======== DATA ========

//! # Search: Trie Index and Registry
//!
//! Searching a notepad goes through two layers:
//!
//! 1. [`Trie`] — a per-notepad index built from a [`FlatNotepad`]'s notes:
//!    character-trie prefix search over titles, exact-match lookup over
//!    hashtags.
//! 2. [`SearchRegistry`] — a cache of built tries keyed by notepad title,
//!    so repeated queries against the same notepad reuse an index instead
//!    of rebuilding per query.
//!
//! The registry is an owned value, not process-global state: callers
//! create one, scope it (per session, per workspace), and pass it where
//! searching happens. Multi-threaded callers wrap it in their own lock —
//! everything underneath is pure, in-memory computation.
//!
//! Staleness is wholesale: when [`Trie::should_reindex`] reports drift the
//! registry rebuilds the whole index from the flat projection; there is no
//! incremental delete.
//!
//! Titles are the registry key (a boundary contract, not an identity
//! claim): callers with two open notepads sharing a title must namespace
//! the key themselves.

pub mod trie;

use std::collections::hash_map::Entry;
use std::collections::HashMap;

use crate::flat::FlatNotepad;
use crate::model::InternalRef;

pub use trie::Trie;

/// A cache of built search indexes, keyed by notepad title.
#[derive(Debug, Clone, Default)]
pub struct SearchRegistry {
    indexes: HashMap<String, Trie>,
}

impl SearchRegistry {
    pub fn new() -> Self {
        Self::default()
    }

    /// Returns a fresh index for `flat`, rebuilding the cached one when
    /// the staleness check reports drift.
    pub fn index_for(&mut self, flat: &FlatNotepad) -> &Trie {
        match self.indexes.entry(flat.title.clone()) {
            Entry::Occupied(mut entry) => {
                if entry
                    .get()
                    .should_reindex(flat.last_modified, flat.notes.len())
                {
                    log::debug!(
                        "rebuilding search index for {:?} ({} notes)",
                        flat.title,
                        flat.notes.len()
                    );
                    entry.insert(Trie::from_flat(flat));
                }
                entry.into_mut()
            }
            Entry::Vacant(entry) => {
                log::debug!(
                    "building search index for {:?} ({} notes)",
                    flat.title,
                    flat.notes.len()
                );
                entry.insert(Trie::from_flat(flat))
            }
        }
    }

    /// Queries `flat`, rebuilding its index first if stale.
    pub fn search(&mut self, flat: &FlatNotepad, query: &str) -> Vec<InternalRef> {
        self.index_for(flat).search(query)
    }

    /// Drops the cached index for `title`, forcing the next query to
    /// rebuild.
    pub fn evict(&mut self, title: &str) -> bool {
        self.indexes.remove(title).is_some()
    }

    pub fn len(&self) -> usize {
        self.indexes.len()
    }

    pub fn is_empty(&self) -> bool {
        self.indexes.is_empty()
    }
}
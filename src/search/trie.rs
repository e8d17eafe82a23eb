//! A character trie over note titles with a side map for exact hashtag
//! lookup, plus the staleness contract the registry builds on.

use std::collections::{HashMap, HashSet};

use chrono::{DateTime, Utc};

use crate::flat::FlatNotepad;
use crate::model::InternalRef;

#[derive(Debug, Clone, Default)]
struct TrieNode {
    children: HashMap<char, TrieNode>,
    refs: Vec<InternalRef>,
}

/// Search index for one notepad: title-prefix search through the trie,
/// exact-match search through the hashtag map.
///
/// Title keys and queries are lowercased on the way in, mirroring the
/// case-insensitive title match on [`crate::model::Note::search`]. Hashtag
/// keys are exact, stored as written.
#[derive(Debug, Clone)]
pub struct Trie {
    root: TrieNode,
    hashtags: HashMap<String, Vec<InternalRef>>,
    size: usize,
    built_at: DateTime<Utc>,
}

impl Default for Trie {
    fn default() -> Self {
        Self::new()
    }
}

impl Trie {
    pub fn new() -> Self {
        Self {
            root: TrieNode::default(),
            hashtags: HashMap::new(),
            size: 0,
            built_at: Utc::now(),
        }
    }

    /// Builds a whole index from a flat projection: one title entry per
    /// note plus one hashtag entry per extracted tag.
    pub fn from_flat(flat: &FlatNotepad) -> Self {
        let mut trie = Trie::new();
        for (internal_ref, note) in &flat.notes {
            trie.add(&note.title, internal_ref.clone());
            for tag in note.get_hashtags() {
                trie.add(&tag, internal_ref.clone());
            }
        }
        trie
    }

    /// Inserts a key/ref pair.
    ///
    /// `#`-prefixed keys land in the hashtag map, ordered and
    /// deduplicated (re-inserting the same ref is a no-op). Anything else
    /// is walked into the trie character by character, and the insertion
    /// counter advances unconditionally — duplicate title inserts are
    /// counted, not collapsed.
    pub fn add(&mut self, key: &str, internal_ref: InternalRef) {
        if key.starts_with('#') {
            let bucket = self.hashtags.entry(key.to_string()).or_default();
            if !bucket.contains(&internal_ref) {
                bucket.push(internal_ref);
            }
            return;
        }

        let mut node = &mut self.root;
        for ch in key.to_lowercase().chars() {
            node = node.children.entry(ch).or_default();
        }
        node.refs.push(internal_ref);
        self.size += 1;
    }

    /// Answers a query with a deduplicated set of note refs.
    ///
    /// `#`-prefixed queries are exact hashtag lookups — no prefix
    /// matching. Other queries are prefix matches: descend the trie and
    /// collect the reached node's whole subtree. A missing path is an
    /// empty result, never an error; the empty query returns everything.
    pub fn search(&self, query: &str) -> Vec<InternalRef> {
        if query.starts_with('#') {
            return self.hashtags.get(query).cloned().unwrap_or_default();
        }

        let mut node = &self.root;
        for ch in query.to_lowercase().chars() {
            match node.children.get(&ch) {
                Some(child) => node = child,
                None => return Vec::new(),
            }
        }

        let mut seen = HashSet::new();
        let mut results = Vec::new();
        collect_subtree(node, &mut seen, &mut results);
        results
    }

    /// Number of title insertions this index holds. Not the number of
    /// distinct notes: duplicate inserts count.
    pub fn size(&self) -> usize {
        self.size
    }

    /// When this index was built.
    pub fn built_at(&self) -> DateTime<Utc> {
        self.built_at
    }

    /// Whether this index must be rebuilt before querying.
    ///
    /// Stale when the index's own build stamp is strictly ahead of the
    /// supplied one, or when the supplied note count drifts from the
    /// title-insertion count. The comparison direction is deliberate;
    /// do not invert it.
    pub fn should_reindex(&self, last_modified: DateTime<Utc>, note_count: usize) -> bool {
        self.built_at > last_modified || note_count != self.size
    }
}

fn collect_subtree(node: &TrieNode, seen: &mut HashSet<InternalRef>, results: &mut Vec<InternalRef>) {
    for internal_ref in &node.refs {
        if seen.insert(internal_ref.clone()) {
            results.push(internal_ref.clone());
        }
    }
    for child in node.children.values() {
        collect_subtree(child, seen, results);
    }
}

#[cfg(test)]
mod tests {
    use super::*;
    use chrono::Duration;

    fn r(s: &str) -> InternalRef {
        s.to_string()
    }

    #[test]
    fn test_prefix_search_collects_subtree() {
        let mut trie = Trie::new();
        trie.add("cat", r("ref1"));
        trie.add("car", r("ref2"));

        let mut both = trie.search("ca");
        both.sort();
        assert_eq!(both, vec!["ref1", "ref2"]);
        assert_eq!(trie.search("cat"), vec!["ref1"]);
    }

    #[test]
    fn test_missing_path_is_empty_not_an_error() {
        let mut trie = Trie::new();
        trie.add("cat", r("ref1"));
        assert!(trie.search("dog").is_empty());
        assert!(trie.search("cats").is_empty());
    }

    #[test]
    fn test_empty_query_returns_everything() {
        let mut trie = Trie::new();
        trie.add("cat", r("ref1"));
        trie.add("dog", r("ref2"));
        let mut all = trie.search("");
        all.sort();
        assert_eq!(all, vec!["ref1", "ref2"]);
    }

    #[test]
    fn test_search_is_case_insensitive() {
        let mut trie = Trie::new();
        trie.add("Cat Pictures", r("ref1"));
        assert_eq!(trie.search("cat"), vec!["ref1"]);
        assert_eq!(trie.search("CAT"), vec!["ref1"]);
    }

    #[test]
    fn test_results_are_deduplicated() {
        let mut trie = Trie::new();
        trie.add("cat", r("ref1"));
        trie.add("cat", r("ref1"));
        assert_eq!(trie.search("cat"), vec!["ref1"]);
        // But the insertion counter is not.
        assert_eq!(trie.size(), 2);
    }

    #[test]
    fn test_hashtags_are_exact_match_only() {
        let mut trie = Trie::new();
        trie.add("#todo", r("refA"));
        assert_eq!(trie.search("#todo"), vec!["refA"]);
        assert!(trie.search("#tod").is_empty());
        assert!(trie.search("#todos").is_empty());
    }

    #[test]
    fn test_hashtag_reinsert_is_a_noop() {
        let mut trie = Trie::new();
        trie.add("#todo", r("refA"));
        trie.add("#todo", r("refA"));
        trie.add("#todo", r("refB"));
        assert_eq!(trie.search("#todo"), vec!["refA", "refB"]);
        // Hashtag inserts never advance the title counter.
        assert_eq!(trie.size(), 0);
    }

    #[test]
    fn test_should_reindex_on_count_drift() {
        let mut trie = Trie::new();
        trie.add("cat", r("ref1"));
        let later = trie.built_at() + Duration::seconds(5);
        assert!(!trie.should_reindex(later, 1));
        assert!(trie.should_reindex(later, 2));
        assert!(trie.should_reindex(later, 0));
    }

    #[test]
    fn test_should_reindex_when_build_stamp_is_ahead() {
        let mut trie = Trie::new();
        trie.add("cat", r("ref1"));
        let earlier = trie.built_at() - Duration::seconds(5);
        assert!(trie.should_reindex(earlier, 1));
    }
}
//! Append-only BSATN writer.

use crate::int256::{I256, U256};
use crate::schema::SumSchema;
use crate::value::AlgebraicValue;

/// Growable output buffer.
#[derive(Debug, Clone, Default)]
pub struct BsatnWriter {
    buf: Vec<u8>,
}

macro_rules! write_le {
    ($($name:ident => $ty:ty),* $(,)?) => {
        $(
            pub fn $name(&mut self, v: $ty) {
                self.buf.extend_from_slice(&v.to_le_bytes());
            }
        )*
    };
}

impl BsatnWriter {
    pub fn new() -> Self {
        Self::default()
    }

    pub fn with_capacity(capacity: usize) -> Self {
        Self {
            buf: Vec::with_capacity(capacity),
        }
    }

    pub fn len(&self) -> usize {
        self.buf.len()
    }

    pub fn is_empty(&self) -> bool {
        self.buf.is_empty()
    }

    pub fn as_slice(&self) -> &[u8] {
        &self.buf
    }

    pub fn into_bytes(self) -> Vec<u8> {
        self.buf
    }

    write_le! {
        write_u8 => u8,
        write_u16 => u16,
        write_u32 => u32,
        write_u64 => u64,
        write_u128 => u128,
        write_i8 => i8,
        write_i16 => i16,
        write_i32 => i32,
        write_i64 => i64,
        write_i128 => i128,
        write_f32 => f32,
        write_f64 => f64,
    }

    pub fn write_u256(&mut self, v: U256) {
        self.buf.extend_from_slice(&v.to_le_bytes());
    }

    pub fn write_i256(&mut self, v: I256) {
        self.buf.extend_from_slice(&v.to_le_bytes());
    }

    pub fn write_bool(&mut self, v: bool) {
        self.write_u8(u8::from(v));
    }

    /// Lengths are `u32` on the wire.
    ///
    /// # Panics
    ///
    /// Panics if `len` does not fit in a `u32`; no message this crate builds
    /// gets near 4 GiB.
    pub fn write_len(&mut self, len: usize) {
        let len = u32::try_from(len).expect("BSATN length exceeds u32::MAX");
        self.write_u32(len);
    }

    pub fn write_str(&mut self, s: &str) {
        self.write_len(s.len());
        self.buf.extend_from_slice(s.as_bytes());
    }

    pub fn write_bytes(&mut self, bytes: &[u8]) {
        self.write_len(bytes.len());
        self.buf.extend_from_slice(bytes);
    }

    /// Raw bytes with no prefix.
    pub fn write_raw(&mut self, bytes: &[u8]) {
        self.buf.extend_from_slice(bytes);
    }

    pub fn write_array<T>(&mut self, items: &[T], mut f: impl FnMut(&mut Self, &T)) {
        self.write_len(items.len());
        for item in items {
            f(self, item);
        }
    }

    /// Fields in declared order, no separators and no count.
    pub fn write_product<T>(&mut self, fields: &[T], mut f: impl FnMut(&mut Self, &T)) {
        for field in fields {
            f(self, field);
        }
    }

    /// Tag byte, then the payload only when both value and writer exist.
    pub fn write_sum<T>(
        &mut self,
        tag: u8,
        value: Option<&T>,
        f: Option<impl FnOnce(&mut Self, &T)>,
    ) {
        self.write_u8(tag);
        if let (Some(value), Some(f)) = (value, f) {
            f(self, value);
        }
    }

    pub fn write_option<T>(&mut self, value: Option<&T>, f: impl FnOnce(&mut Self, &T)) {
        match value {
            Some(v) => self.write_sum(SumSchema::OPTION_SOME_TAG, Some(v), Some(f)),
            None => self.write_u8(SumSchema::OPTION_NONE_TAG),
        }
    }

    /// Self-describing: switches on the value's own variant.
    pub fn write_value(&mut self, value: &AlgebraicValue) {
        match value {
            AlgebraicValue::Bool(v) => self.write_bool(*v),
            AlgebraicValue::U8(v) => self.write_u8(*v),
            AlgebraicValue::U16(v) => self.write_u16(*v),
            AlgebraicValue::U32(v) => self.write_u32(*v),
            AlgebraicValue::U64(v) => self.write_u64(*v),
            AlgebraicValue::U128(v) => self.write_u128(*v),
            AlgebraicValue::U256(v) => self.write_u256(*v),
            AlgebraicValue::I8(v) => self.write_i8(*v),
            AlgebraicValue::I16(v) => self.write_i16(*v),
            AlgebraicValue::I32(v) => self.write_i32(*v),
            AlgebraicValue::I64(v) => self.write_i64(*v),
            AlgebraicValue::I128(v) => self.write_i128(*v),
            AlgebraicValue::I256(v) => self.write_i256(*v),
            AlgebraicValue::F32(v) => self.write_f32(*v),
            AlgebraicValue::F64(v) => self.write_f64(*v),
            AlgebraicValue::String(s) => self.write_str(s),
            AlgebraicValue::Array(items) => self.write_array(items, Self::write_value),
            AlgebraicValue::Product(fields) => self.write_product(fields, Self::write_value),
            AlgebraicValue::Sum(sum) => self.write_sum(
                sum.tag,
                sum.value.as_deref(),
                Some(Self::write_value),
            ),
        }
    }
}
//! BSATN Core - transport-independent codec for the BSATN binary format.
//!
//! BSATN is little-endian and carries no type markers: strings, byte
//! buffers and arrays are `u32`-length-prefixed, products are the plain
//! concatenation of their fields, and sums are a `u8` tag followed by the
//! variant payload. Decoding therefore always needs a schema, while encoding
//! an [`AlgebraicValue`] is self-describing.
//!
//! # Main Components
//!
//! - **Value model**: [`AlgebraicValue`], [`U256`]/[`I256`]
//! - **Schemas**: [`AlgebraicType`], [`ProductSchema`], [`ArraySchema`], [`SumSchema`]
//! - **Cursor codec**: [`BsatnReader`], [`BsatnWriter`], [`Encode`]/[`Decode`]
//! - **Row lists**: [`RowList`], the offset-table encoding for many rows in one blob
//!
//! # Example
//!
//! ```rust
//! use bsatn_core::{AlgebraicType, AlgebraicValue, BsatnReader, BsatnWriter, ProductSchema};
//!
//! let row = AlgebraicValue::Product(vec![
//!     AlgebraicValue::U32(7),
//!     AlgebraicValue::from("hello"),
//! ]);
//! let mut w = BsatnWriter::new();
//! w.write_value(&row);
//! let bytes = w.into_bytes();
//!
//! let schema = ProductSchema::new(vec![AlgebraicType::U32, AlgebraicType::String]);
//! let mut r = BsatnReader::new(&bytes);
//! let fields = r.read_product(&schema).unwrap();
//! assert_eq!(AlgebraicValue::Product(fields), row);
//! ```

pub mod codec;
pub mod error;
pub mod int256;
pub mod reader;
pub mod row_list;
pub mod schema;
pub mod value;
pub mod writer;

pub use codec::{from_bytes, to_bytes, Decode, Encode};
pub use error::{BsatnError, BsatnResult};
pub use int256::{I256, U256};
pub use reader::BsatnReader;
pub use row_list::RowList;
pub use schema::{AlgebraicType, ArraySchema, ProductSchema, SumSchema};
pub use value::{AlgebraicValue, SumValue};
pub use writer::BsatnWriter;
use std::fmt;
use std::time::{Duration, SystemTime, UNIX_EPOCH};

use bsatn_core::{BsatnReader, BsatnResult, BsatnWriter, Decode, Encode, U256};

use crate::error::ClientResult;

macro_rules! newtype_codec {
    ($($ty:ident),* $(,)?) => {
        $(
            impl Encode for $ty {
                fn encode(&self, w: &mut BsatnWriter) {
                    self.0.encode(w);
                }
            }

            impl Decode for $ty {
                fn decode(r: &mut BsatnReader<'_>) -> BsatnResult<Self> {
                    Decode::decode(r).map($ty)
                }
            }
        )*
    };
}

/// A client identity; rendered as 64 hex characters, most significant first.
#[derive(Debug, Clone, Copy, PartialEq, Eq, Hash, Default, PartialOrd, Ord)]
pub struct Identity(pub U256);

impl Identity {
    pub fn from_hex(s: &str) -> ClientResult<Self> {
        Ok(Identity(U256::from_be_hex(s)?))
    }

    pub fn to_hex(&self) -> String {
        self.0.to_hex()
    }
}

impl fmt::Display for Identity {
    fn fmt(&self, f: &mut fmt::Formatter<'_>) -> fmt::Result {
        f.write_str(&self.to_hex())
    }
}

/// Per-connection id assigned by the server.
#[derive(Debug, Clone, Copy, PartialEq, Eq, Hash, Default)]
pub struct ConnectionId(pub u128);

impl fmt::Display for ConnectionId {
    fn fmt(&self, f: &mut fmt::Formatter<'_>) -> fmt::Result {
        write!(f, "{:032x}", self.0)
    }
}

/// Client-assigned subscription id.
#[derive(Debug, Clone, Copy, PartialEq, Eq, Hash, Default, PartialOrd, Ord)]
pub struct QueryId(pub u32);

impl fmt::Display for QueryId {
    fn fmt(&self, f: &mut fmt::Formatter<'_>) -> fmt::Result {
        write!(f, "{}", self.0)
    }
}

/// Microseconds since the Unix epoch.
#[derive(Debug, Clone, Copy, PartialEq, Eq, Hash, Default, PartialOrd, Ord)]
pub struct Timestamp(pub u64);

impl Timestamp {
    pub fn as_micros(&self) -> u64 {
        self.0
    }

    pub fn to_system_time(&self) -> SystemTime {
        UNIX_EPOCH + Duration::from_micros(self.0)
    }
}

/// Energy consumed by a reducer call.
#[derive(Debug, Clone, Copy, PartialEq, Eq, Hash, Default, PartialOrd, Ord)]
pub struct EnergyQuanta(pub u128);

impl fmt::Display for EnergyQuanta {
    fn fmt(&self, f: &mut fmt::Formatter<'_>) -> fmt::Result {
        write!(f, "{} eV", self.0)
    }
}

newtype_codec!(Identity, ConnectionId, QueryId, Timestamp, EnergyQuanta);
//! Offset-table row lists.
//!
//! Layout: `count: u32`, `count × u64` start offsets into the blob,
//! `blob_len: u32`, blob bytes. Row `i` runs from `offsets[i]` to
//! `offsets[i + 1]`, the last row to the end of the blob.

use tracing::warn;

use crate::codec::{Decode, Encode};
use crate::error::BsatnResult;
use crate::reader::BsatnReader;
use crate::schema::ProductSchema;
use crate::value::AlgebraicValue;
use crate::writer::BsatnWriter;

/// An ordered list of opaque row buffers.
#[derive(Debug, Clone, PartialEq, Eq, Default)]
pub struct RowList {
    rows: Vec<Vec<u8>>,
}

impl RowList {
    pub fn new() -> Self {
        Self::default()
    }

    pub fn len(&self) -> usize {
        self.rows.len()
    }

    pub fn is_empty(&self) -> bool {
        self.rows.is_empty()
    }

    pub fn get(&self, index: usize) -> Option<&[u8]> {
        self.rows.get(index).map(Vec::as_slice)
    }

    pub fn iter(&self) -> impl Iterator<Item = &[u8]> {
        self.rows.iter().map(Vec::as_slice)
    }

    pub fn into_rows(self) -> Vec<Vec<u8>> {
        self.rows
    }

    /// Decode every row against `schema`; each row must be consumed exactly.
    pub fn decode_rows<'a>(
        &'a self,
        schema: &'a ProductSchema,
    ) -> impl Iterator<Item = BsatnResult<Vec<AlgebraicValue>>> + 'a {
        self.iter().map(move |row| {
            let mut r = BsatnReader::new(row);
            let fields = r.read_product(schema)?;
            r.expect_end()?;
            Ok(fields)
        })
    }
}

impl From<Vec<Vec<u8>>> for RowList {
    fn from(rows: Vec<Vec<u8>>) -> Self {
        Self { rows }
    }
}

impl FromIterator<Vec<u8>> for RowList {
    fn from_iter<I: IntoIterator<Item = Vec<u8>>>(iter: I) -> Self {
        Self {
            rows: iter.into_iter().collect(),
        }
    }
}

impl Encode for RowList {
    fn encode(&self, w: &mut BsatnWriter) {
        w.write_len(self.rows.len());
        let mut offset = 0u64;
        for row in &self.rows {
            w.write_u64(offset);
            offset += row.len() as u64;
        }
        w.write_len(offset as usize);
        for row in &self.rows {
            w.write_raw(row);
        }
    }
}

impl Decode for RowList {
    /// Parse the offset-table format. Rows whose bounds are inconsistent are
    /// skipped with a warning; the rest of the list survives.
    fn decode(r: &mut BsatnReader<'_>) -> BsatnResult<Self> {
        let count = r.read_len()?;
        let mut offsets = Vec::with_capacity(count.min(r.remaining() / 8));
        for _ in 0..count {
            offsets.push(r.read_u64()?);
        }
        let blob = r.read_bytes()?;

        let mut rows = Vec::with_capacity(offsets.len());
        for (i, &start) in offsets.iter().enumerate() {
            let end = offsets
                .get(i + 1)
                .copied()
                .unwrap_or(blob.len() as u64);
            if start > end || end > blob.len() as u64 {
                warn!(
                    "Skipping corrupt row {} of {}: offsets {}..{} outside blob of {} bytes",
                    i,
                    offsets.len(),
                    start,
                    end,
                    blob.len()
                );
                continue;
            }
            rows.push(blob[start as usize..end as usize].to_vec());
        }
        Ok(Self { rows })
    }
}

#[cfg(test)]
mod tests {
    use super::*;
    use crate::codec::{from_bytes, to_bytes};
    use crate::schema::AlgebraicType;

    fn raw_list(offsets: &[u64], blob: &[u8]) -> Vec<u8> {
        let mut w = BsatnWriter::new();
        w.write_u32(offsets.len() as u32);
        for o in offsets {
            w.write_u64(*o);
        }
        w.write_bytes(blob);
        w.into_bytes()
    }

    #[test]
    fn test_layout() {
        let list = RowList::from(vec![vec![1, 2], vec![], vec![3]]);
        let bytes = to_bytes(&list);
        assert_eq!(bytes, raw_list(&[0, 2, 2], &[1, 2, 3]));
        assert_eq!(from_bytes::<RowList>(&bytes).unwrap(), list);
    }

    #[test]
    fn test_empty_list_ignores_blob() {
        let bytes = raw_list(&[], &[9, 9, 9]);
        let list = from_bytes::<RowList>(&bytes).unwrap();
        assert!(list.is_empty());
    }

    #[test]
    fn test_non_monotonic_offsets_skip_row() {
        let bytes = raw_list(&[5, 3], &[0, 1, 2, 3, 4, 5, 6, 7, 8, 9]);
        let list = from_bytes::<RowList>(&bytes).unwrap();
        assert!(list.len() <= 1);
        assert_eq!(list.get(0), Some(&[3, 4, 5, 6, 7, 8, 9][..]));
    }

    #[test]
    fn test_offset_past_blob_skips_row() {
        let bytes = raw_list(&[0, 20], &[1, 2, 3]);
        let list = from_bytes::<RowList>(&bytes).unwrap();
        assert_eq!(list.len(), 0);
    }

    #[test]
    fn test_truncated_offsets() {
        let mut bytes = raw_list(&[0, 4], &[1, 2, 3, 4]);
        bytes.truncate(10);
        assert!(from_bytes::<RowList>(&bytes).is_err());
    }

    #[test]
    fn test_decode_rows() {
        let schema = ProductSchema::new(vec![AlgebraicType::U8, AlgebraicType::String]);
        let list = RowList::from(vec![vec![7, 1, 0, 0, 0, b'x'], vec![8]]);
        let decoded: Vec<_> = list.decode_rows(&schema).collect();
        assert_eq!(
            decoded[0].as_ref().unwrap(),
            &vec![AlgebraicValue::U8(7), AlgebraicValue::from("x")]
        );
        assert!(decoded[1].is_err());
    }
}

========

YOUR OBJECTIVE
Where a line of the data contains "children", copy that line.

RESPONSE BELOW
    children: HashMap<char, TrieNode>,
            node = node.children.entry(ch).or_default();
            match node.children.get(&ch) {
    for child in node.children.values() {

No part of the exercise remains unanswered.